WHAT THE TASK ASKS:
What you return must be the lines of the data that hold the word "self".
(PROVIDED ENTRIES)
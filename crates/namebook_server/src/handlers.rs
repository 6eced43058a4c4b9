//! Route handlers for the HTML shell and the names API.

use axum::extract::rejection::JsonRejection;
use axum::extract::State;
use axum::http::{header, HeaderMap, HeaderValue, StatusCode};
use axum::response::{Html, IntoResponse, Response};
use axum::Json;
use log::{info, warn};
use namebook_core::{FieldIssue, NameField, NameRecord, NameValidationError, NewName};
use serde::Deserialize;
use serde_json::Value;

use crate::csrf::session_from_headers;
use crate::error::{ApiError, ApiResult};
use crate::shell::render_shell;
use crate::state::AppState;

const APP_JS: &str = include_str!("../assets/app.js");

/// `POST /api/names` body. Fields stay untyped so non-strings can be reported.
#[derive(Debug, Default, Deserialize)]
pub struct CreateNameBody {
    #[serde(default)]
    pub first_name: Option<Value>,
    #[serde(default)]
    pub last_name: Option<Value>,
}

impl CreateNameBody {
    /// Applies `required|string` to both fields.
    pub fn into_new_name(self) -> Result<NewName, NameValidationError> {
        let mut type_issues = Vec::new();
        let first = string_field(NameField::FirstName, self.first_name.as_ref(), &mut type_issues);
        let last = string_field(NameField::LastName, self.last_name.as_ref(), &mut type_issues);

        NewName::from_optional(first, last).map_err(|err| {
            let mut issues = type_issues;
            for issue in err.issues() {
                if !issues.iter().any(|known| known.field == issue.field) {
                    issues.push(*issue);
                }
            }
            NameValidationError::from_issues(issues).unwrap_or(err)
        })
    }
}

fn string_field<'a>(
    field: NameField,
    value: Option<&'a Value>,
    issues: &mut Vec<FieldIssue>,
) -> Option<&'a str> {
    match value {
        Some(Value::String(text)) => Some(text.as_str()),
        None | Some(Value::Null) => None,
        Some(_) => {
            issues.push(FieldIssue::not_a_string(field));
            None
        }
    }
}

/// `GET /` serves the shell and opens a session when needed.
pub async fn index_handler(State(state): State<AppState>, headers: HeaderMap) -> Response {
    let existing = session_from_headers(&headers);
    let session = state.csrf().issue(existing.as_deref());
    let page = Html(render_shell(&session.token));

    if !session.is_new {
        return page.into_response();
    }

    let mut response = page.into_response();
    match HeaderValue::from_str(&session.set_cookie_value()) {
        Ok(cookie) => {
            response.headers_mut().insert(header::SET_COOKIE, cookie);
        }
        Err(err) => warn!("event=session_open module=api status=error error={err}"),
    }
    response
}

pub async fn app_js_handler() -> impl IntoResponse {
    (
        [(header::CONTENT_TYPE, "application/javascript; charset=utf-8")],
        APP_JS,
    )
}

pub async fn healthz_handler() -> &'static str {
    "ok"
}

/// `GET /api/names` lists every record in insertion order.
pub async fn list_names_handler(State(state): State<AppState>) -> ApiResult<Json<Vec<NameRecord>>> {
    let names = state.with_service(|service| service.list_names()).await?;
    info!(
        "event=name_list module=api status=ok count={}",
        names.len()
    );
    Ok(Json(names))
}

/// `POST /api/names` validates and stores one record.
pub async fn create_name_handler(
    State(state): State<AppState>,
    payload: Result<Json<CreateNameBody>, JsonRejection>,
) -> ApiResult<(StatusCode, Json<NameRecord>)> {
    let Json(body) = payload.map_err(|rejection| {
        warn!(
            "event=name_create module=api status=rejected reason=malformed_body http_status={}",
            rejection.status().as_u16()
        );
        ApiError::MalformedBody(rejection.body_text())
    })?;

    let new_name = body.into_new_name().map_err(|err| {
        let fields = err
            .issues()
            .iter()
            .map(|issue| issue.field.as_str())
            .collect::<Vec<_>>()
            .join(",");
        warn!("event=name_create module=api status=rejected reason=validation fields={fields}");
        ApiError::from(err)
    })?;

    let record = state
        .with_service(move |service| service.create_name(&new_name))
        .await?;
    Ok((StatusCode::CREATED, Json(record)))
}

#[cfg(test)]
mod tests {
    use super::CreateNameBody;
    use namebook_core::{FieldIssueKind, NameField};
    use serde_json::json;

    fn body(value: serde_json::Value) -> CreateNameBody {
        serde_json::from_value(value).expect("object body")
    }

    #[test]
    fn strings_are_trimmed_into_new_name() {
        let name = body(json!({"first_name": " Ada ", "last_name": "Lovelace"}))
            .into_new_name()
            .expect("valid body");
        assert_eq!(name.first_name(), "Ada");
    }

    #[test]
    fn non_string_value_reports_type_issue_not_required() {
        let err = body(json!({"first_name": 42, "last_name": ""}))
            .into_new_name()
            .expect_err("invalid body");

        let issues = err.issues();
        assert_eq!(issues.len(), 2);
        assert_eq!(issues[0].field, NameField::FirstName);
        assert_eq!(issues[0].kind, FieldIssueKind::NotAString);
        assert_eq!(issues[1].field, NameField::LastName);
        assert_eq!(issues[1].kind, FieldIssueKind::Required);
    }

    #[test]
    fn null_and_missing_fields_are_required() {
        let err = body(json!({"first_name": null}))
            .into_new_name()
            .expect_err("invalid body");
        assert!(err.fails(NameField::FirstName));
        assert!(err.fails(NameField::LastName));
    }
}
(End PROVIDED ENTRIES)
SOLVED PROBLEM:
    pub fn into_new_name(self) -> Result<NewName, NameValidationError> {
        let first = string_field(NameField::FirstName, self.first_name.as_ref(), &mut type_issues);
        let last = string_field(NameField::LastName, self.last_name.as_ref(), &mut type_issues);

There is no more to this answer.